[Haskell-beginners] Haskell way of defining and implementing OO interfaces
Kim-Ee Yeoh
ky3 at atamo.com
Sun Jan 4 15:16:59 UTC 2015
On Sun, Jan 4, 2015 at 8:00 PM, Julian Birch <julian.birch at gmail.com> wrote:
Consider that
>
> interface PasswordStore {
> void store(Path path, String secret, Map metadata);
> }
>
> is identical to
>
> void store (PasswordStore store, Path path, String secret, Map metadata)
>
> or
>
> store :: PasswordStore -> Path -> secret -> MetaData -> IO ()
>
>
In fact, Thomas's original PasswordStore definition uses record syntax to
simultaneously define 'store' as exactly that.
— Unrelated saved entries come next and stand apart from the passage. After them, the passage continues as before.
//! Entity references used throughout code generation.
//!
//! Each kind of deferred address gets its own index space. The low byte of
//! the index is what ends up inside the placeholder sentinel in the emitted
//! bytes, so these spaces are kept dense and allocation order is part of
//! the output.

use zilt_entity::entity_impl;

/// A reference to a routine whose final address is not yet known.
///
/// Appears in operand position as the 16-bit placeholder `0xFD00 | index`.
#[derive(Copy, Clone, PartialEq, Eq, Hash, PartialOrd, Ord)]
#[cfg_attr(feature = "enable-serde", derive(serde::Serialize, serde::Deserialize))]
pub struct RoutineRef(u32);
entity_impl!(RoutineRef, "routine");

/// A reference to an interned string in the string region.
///
/// Appears in operand position as the 16-bit placeholder `0xFC00 | index`.
#[derive(Copy, Clone, PartialEq, Eq, Hash, PartialOrd, Ord)]
#[cfg_attr(feature = "enable-serde", derive(serde::Serialize, serde::Deserialize))]
pub struct StringRef(u32);
entity_impl!(StringRef, "str");

/// A reference to an emitted data table.
///
/// Appears in operand position as the 16-bit placeholder `0xFF00 | index`.
#[derive(Copy, Clone, PartialEq, Eq, Hash, PartialOrd, Ord)]
#[cfg_attr(feature = "enable-serde", derive(serde::Serialize, serde::Deserialize))]
pub struct TableRef(u32);
entity_impl!(TableRef, "table");
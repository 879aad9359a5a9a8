//! The packed string region.

use zilt_codegen::binemit::CodeOffset;
use zilt_codegen::text::TextEncoder;
use zilt_codegen::{StringRef, Version};
use zilt_entity::{PrimaryMap, SecondaryMap};

/// The encoded string region: every interned string, each starting at
/// an offset the version's packed addressing can express.
pub struct StringTable {
    bytes: Vec<u8>,
    offsets: SecondaryMap<StringRef, CodeOffset>,
}

impl StringTable {
    /// Encode every string in placeholder-index order.
    ///
    /// The region's own base must be aligned to the version's packing
    /// alignment; each entry is padded to keep that alignment.
    pub fn build(strings: &PrimaryMap<StringRef, String>, version: Version) -> Self {
        let encoder = TextEncoder::new(version);
        let alignment = version.alignment() as usize;
        let mut bytes = Vec::new();
        let mut offsets = SecondaryMap::new();
        for (string, text) in strings.iter() {
            while bytes.len() % alignment != 0 {
                bytes.push(0);
            }
            offsets[string] = bytes.len() as CodeOffset;
            bytes.extend_from_slice(&encoder.encode(text));
        }
        Self { bytes, offsets }
    }

    /// The region's bytes.
    pub fn bytes(&self) -> &[u8] {
        &self.bytes
    }

    /// A string's offset within the region.
    pub fn offset(&self, string: StringRef) -> CodeOffset {
        self.offsets[string]
    }
}

#[cfg(test)]
mod tests {
    use super::*;

    #[test]
    fn entries_keep_packing_alignment() {
        let mut strings = PrimaryMap::new();
        let a = strings.push("hi".to_string());
        let b = strings.push("there".to_string());

        let table = StringTable::build(&strings, Version::new(5).unwrap());
        assert_eq!(table.offset(a) % 4, 0);
        assert_eq!(table.offset(b) % 4, 0);
        // "hi" is one word; the next entry starts at the next 4-aligned
        // offset.
        assert_eq!(table.offset(b), 4);
        // The final word of each string has its high bit set.
        assert!(table.bytes()[table.offset(a) as usize] & 0x80 != 0);
    }
}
That is, PasswordStore is a data triple and the store function picks out
the first one.
> So, you can treat PasswordStore as a pure data structure (that has things
> like connection details) and just define functions that use it. I wouldn't
> worry about grouping the functions together.(*) I'm going to assume you
> don't really need an actual interface, but if you did, you could
> investigate typeclasses.
>
If I understand correctly he wants the functions together because there's
this mysterious piece of Java (?):
dbusClient.export(PasswordStore store)
I agree that type classes are probably not a good idea here. Thomas, good
job on using a record of functions !
But this is the sort of discussion better suited on haskell-cafe, a strict
superset of this list, where there are domain experts on dbus to contribute.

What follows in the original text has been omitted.